What is required: Pull every line that holds the word "TaskTracker" from the entries.

Supplied information: Begin

//! gRPC implementation of `user.v1.UserService`.
//!
//! [`UserService`] is a thin layer between the generated server trait and the
//! [`UserStore`]: it validates identifiers, normalizes pagination, stamps
//! timestamps and maps datastore outcomes onto gRPC statuses. Request errors
//! are returned to the caller and never affect the serving task.
//!
//! Every datastore call is tracked. Once its serve loop has ended the RPC
//! server waits for them with [`UserService::wait_requests`], or, when the
//! stop is forced, calls [`UserService::abandon_requests`], which makes them
//! fail with `UNAVAILABLE`. Either way the datastore is never closed under a
//! running request.

use crate::server::store::{StoreError, StoreResult, UserPatch, UserRecord, UserStore};
use core::time::Duration;
use std::sync::Arc;
use std::time::SystemTime;
use tokio::time::timeout;
use tokio_util::{sync::CancellationToken, task::TaskTracker};
use tonic::{Request, Response, Status};
use usergate_core::{
    Error,
    proto::{
        CreateUserRequest, DeleteUserRequest, GetUserRequest, ListUsersRequest,
        ListUsersResponse, UpdateUserRequest, User, user_service_server,
    },
    types::{Page, new_user_id, parse_user_id},
};

/// The User resource service. Clones share the datastore and the set of
/// in-flight calls.
#[derive(Clone)]
pub struct UserService {
    store: Arc<dyn UserStore>,
    inflight: TaskTracker,
    abandon: CancellationToken,
}

impl UserService {
    pub fn new(store: Arc<dyn UserStore>) -> Self {
        Self {
            store,
            inflight: TaskTracker::new(),
            abandon: CancellationToken::new(),
        }
    }

    /// Datastore round trip, used by the RPC server's datastore watch.
    pub async fn ping(&self) -> StoreResult<()> {
        self.call(self.store.ping()).await
    }

    /// Datastore calls currently running.
    pub fn inflight(&self) -> usize {
        self.inflight.len()
    }

    /// Waits for the datastore calls still running to finish.
    pub async fn wait_requests(&self) {
        self.inflight.close();
        self.inflight.wait().await;
    }

    /// Fails every datastore call still running (and any started later)
    /// with [`StoreError::Abandoned`], then waits up to `bound` for them to
    /// unwind. Returns whether none is left.
    pub async fn abandon_requests(&self, bound: Duration) -> bool {
        self.abandon.cancel();
        self.inflight.close();
        let left = self.inflight.len();
        if left > 0 {
            tracing::warn!(left, "Abandoning in-flight datastore calls");
        }
        timeout(bound, self.inflight.wait()).await.is_ok()
    }

    async fn call<T>(&self, op: impl Future<Output = StoreResult<T>>) -> StoreResult<T> {
        let op = self.inflight.track_future(op);
        tokio::select! {
            res = op => res,
            () = self.abandon.cancelled() => Err(StoreError::Abandoned),
        }
    }
}

fn to_proto(user: UserRecord) -> User {
    User {
        id: user.id,
        name: user.name,
        email: user.email,
        phone: user.phone,
        created_at: Some(user.created_at.into()),
        updated_at: Some(user.updated_at.into()),
    }
}

fn internal(action: &str, err: impl Into<Error>) -> Status {
    let err = err.into();
    tracing::error!(error = %err, "Failed to {action}");
    match err {
        Error::Internal { context } => Error::Internal {
            context: format!("failed to {action}: {context}"),
        }
        .into(),
        other => other.into(),
    }
}

#[tonic::async_trait]
impl user_service_server::UserService for UserService {
    #[tracing::instrument(skip_all, fields(name = %req.get_ref().name, email = %req.get_ref().email))]
    async fn create_user(&self, req: Request<CreateUserRequest>) -> Result<Response<User>, Status> {
        tracing::info!("Creating new user");
        let CreateUserRequest { name, email, phone } = req.into_inner();
        let user = UserRecord::new(new_user_id(), name, email, phone, SystemTime::now());

        let user = self
            .call(self.store.insert(user))
            .await
            .map_err(|e| internal("create user", e))?;
        Ok(Response::new(to_proto(user)))
    }

    #[tracing::instrument(skip_all, fields(id = %req.get_ref().id))]
    async fn get_user(&self, req: Request<GetUserRequest>) -> Result<Response<User>, Status> {
        tracing::info!("Getting user");
        let id = parse_user_id(&req.get_ref().id)?;

        match self.call(self.store.get(&id)).await {
            Ok(Some(user)) => Ok(Response::new(to_proto(user))),
            Ok(None) => Err(Error::NotFound.into()),
            Err(e) => Err(internal("get user", e)),
        }
    }

    #[tracing::instrument(skip_all, fields(page = req.get_ref().page, page_size = req.get_ref().page_size))]
    async fn list_users(
        &self,
        req: Request<ListUsersRequest>,
    ) -> Result<Response<ListUsersResponse>, Status> {
        tracing::info!("Listing users");
        let page = Page::normalize(req.get_ref().page, req.get_ref().page_size);

        let (users, total) = self
            .call(self.store.list(page.skip(), page.limit()))
            .await
            .map_err(|e| internal("list users", e))?;

        Ok(Response::new(ListUsersResponse {
            users: users.into_iter().map(to_proto).collect(),
            total: i32::try_from(total).unwrap_or(i32::MAX),
            page: page.page,
            page_size: page.page_size,
        }))
    }

    #[tracing::instrument(skip_all, fields(id = %req.get_ref().id))]
    async fn update_user(&self, req: Request<UpdateUserRequest>) -> Result<Response<User>, Status> {
        tracing::info!("Updating user");
        let UpdateUserRequest {
            id,
            name,
            email,
            phone,
        } = req.into_inner();
        let id = parse_user_id(&id)?;
        let patch = UserPatch {
            name,
            email,
            phone,
            updated_at: Some(SystemTime::now()),
        };

        match self.call(self.store.update(&id, patch)).await {
            Ok(Some(user)) => Ok(Response::new(to_proto(user))),
            Ok(None) => Err(Error::NotFound.into()),
            Err(e) => Err(internal("update user", e)),
        }
    }

    #[tracing::instrument(skip_all, fields(id = %req.get_ref().id))]
    async fn delete_user(&self, req: Request<DeleteUserRequest>) -> Result<Response<()>, Status> {
        tracing::info!("Deleting user");
        let id = parse_user_id(&req.get_ref().id)?;

        match self.call(self.store.delete(&id)).await {
            Ok(true) => Ok(Response::new(())),
            Ok(false) => Err(Error::NotFound.into()),
            Err(e) => Err(internal("delete user", e)),
        }
    }
}

#[cfg(test)]
mod tests {
    use super::*;
    use crate::server::store::memory::MemoryStore;
    use tonic::Code;
    use user_service_server::UserService as _;

    fn service() -> UserService {
        UserService::new(Arc::new(MemoryStore::new()))
    }

    async fn create(svc: &UserService, name: &str) -> User {
        svc.create_user(Request::new(CreateUserRequest {
            name: name.to_string(),
            email: format!("{name}@x.com"),
            phone: "+1".to_string(),
        }))
        .await
        .unwrap()
        .into_inner()
    }

    #[tokio::test]
    async fn creates_and_reads_back() {
        let svc = service();
        let created = create(&svc, "A").await;
        assert_eq!(created.id.len(), 26);
        assert!(created.created_at.is_some());
        assert_eq!(created.created_at, created.updated_at);

        let fetched = svc
            .get_user(Request::new(GetUserRequest {
                id: created.id.clone(),
            }))
            .await
            .unwrap()
            .into_inner();
        assert_eq!(fetched, created);
    }

    #[tokio::test]
    async fn maps_missing_and_malformed_ids() {
        let svc = service();
        let missing = usergate_core::types::new_user_id();
        let status = svc
            .get_user(Request::new(GetUserRequest { id: missing }))
            .await
            .unwrap_err();
        assert_eq!(status.code(), Code::NotFound);

        let status = svc
            .get_user(Request::new(GetUserRequest {
                id: "nope".to_string(),
            }))
            .await
            .unwrap_err();
        assert_eq!(status.code(), Code::InvalidArgument);

        let status = svc
            .delete_user(Request::new(DeleteUserRequest {
                id: "nope".to_string(),
            }))
            .await
            .unwrap_err();
        assert_eq!(status.code(), Code::InvalidArgument);
    }

    #[tokio::test]
    async fn update_is_partial() {
        let svc = service();
        let created = create(&svc, "A").await;

        let updated = svc
            .update_user(Request::new(UpdateUserRequest {
                id: created.id.clone(),
                name: None,
                email: Some("new@x.com".to_string()),
                phone: None,
            }))
            .await
            .unwrap()
            .into_inner();
        assert_eq!(updated.name, "A");
        assert_eq!(updated.email, "new@x.com");
        assert_eq!(updated.phone, "+1");
        assert_eq!(updated.created_at, created.created_at);

        let status = svc
            .update_user(Request::new(UpdateUserRequest {
                id: usergate_core::types::new_user_id(),
                name: Some("B".to_string()),
                email: None,
                phone: None,
            }))
            .await
            .unwrap_err();
        assert_eq!(status.code(), Code::NotFound);
    }

    #[tokio::test]
    async fn delete_then_get_is_not_found() {
        let svc = service();
        let created = create(&svc, "A").await;
        svc.delete_user(Request::new(DeleteUserRequest {
            id: created.id.clone(),
        }))
        .await
        .unwrap();

        let status = svc
            .get_user(Request::new(GetUserRequest {
                id: created.id.clone(),
            }))
            .await
            .unwrap_err();
        assert_eq!(status.code(), Code::NotFound);

        let status = svc
            .delete_user(Request::new(DeleteUserRequest { id: created.id }))
            .await
            .unwrap_err();
        assert_eq!(status.code(), Code::NotFound);
    }

    #[tokio::test]
    async fn list_normalizes_pagination() {
        let svc = service();
        for i in 0..12 {
            create(&svc, &format!("u{i}")).await;
        }

        let page = svc
            .list_users(Request::new(ListUsersRequest {
                page: 0,
                page_size: -5,
            }))
            .await
            .unwrap()
            .into_inner();
        assert_eq!(page.page, 1);
        assert_eq!(page.page_size, 10);
        assert_eq!(page.total, 12);
        assert_eq!(page.users.len(), 10);

        let second = svc
            .list_users(Request::new(ListUsersRequest {
                page: 2,
                page_size: 10,
            }))
            .await
            .unwrap()
            .into_inner();
        assert_eq!(second.users.len(), 2);
    }

    #[tokio::test]
    async fn closed_store_is_unavailable() {
        let store = Arc::new(MemoryStore::new());
        let svc = UserService::new(store.clone());
        store.close().await.unwrap();

        let status = svc
            .list_users(Request::new(ListUsersRequest::default()))
            .await
            .unwrap_err();
        assert_eq!(status.code(), Code::Unavailable);
    }

    /// Reads never complete until dropped; `live` counts the ones pending.
    #[derive(Default)]
    struct StalledStore {
        live: Arc<std::sync::atomic::AtomicUsize>,
    }

    struct Live(Arc<std::sync::atomic::AtomicUsize>);

    impl Drop for Live {
        fn drop(&mut self) {
            self.0.fetch_sub(1, std::sync::atomic::Ordering::SeqCst);
        }
    }

    #[tonic::async_trait]
    impl UserStore for StalledStore {
        fn kind(&self) -> &'static str {
            "stalled"
        }

        async fn insert(&self, user: UserRecord) -> StoreResult<UserRecord> {
            Ok(user)
        }

        async fn get(&self, _id: &str) -> StoreResult<Option<UserRecord>> {
            self.live.fetch_add(1, std::sync::atomic::Ordering::SeqCst);
            let _live = Live(self.live.clone());
            futures::future::pending().await
        }

        async fn list(&self, _skip: u64, _limit: u64) -> StoreResult<(Vec<UserRecord>, u64)> {
            Ok((Vec::new(), 0))
        }

        async fn update(&self, _id: &str, _patch: UserPatch) -> StoreResult<Option<UserRecord>> {
            Ok(None)
        }

        async fn delete(&self, _id: &str) -> StoreResult<bool> {
            Ok(false)
        }

        async fn ping(&self) -> StoreResult<()> {
            Ok(())
        }

        async fn close(&self) -> StoreResult<()> {
            Ok(())
        }
    }

    #[tokio::test]
    async fn abandons_stalled_calls() {
        let store = Arc::new(StalledStore::default());
        let live = store.live.clone();
        let svc = UserService::new(store);

        let call = tokio::spawn({
            let svc = svc.clone();
            async move {
                svc.get_user(Request::new(GetUserRequest {
                    id: usergate_core::types::new_user_id(),
                }))
                .await
            }
        });
        while svc.inflight() == 0 {
            tokio::task::yield_now().await;
        }

        assert!(svc.abandon_requests(Duration::from_secs(1)).await);
        assert_eq!(svc.inflight(), 0);
        assert_eq!(live.load(std::sync::atomic::Ordering::SeqCst), 0);
        let status = call.await.unwrap().unwrap_err();
        assert_eq!(status.code(), Code::Unavailable);

        // Later calls fail fast instead of reaching the datastore.
        let status = svc
            .get_user(Request::new(GetUserRequest {
                id: usergate_core::types::new_user_id(),
            }))
            .await
            .unwrap_err();
        assert_eq!(status.code(), Code::Unavailable);
    }
}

Supplied information: End

Final answer:
use tokio_util::{sync::CancellationToken, task::TaskTracker};
    inflight: TaskTracker,
            inflight: TaskTracker::new(),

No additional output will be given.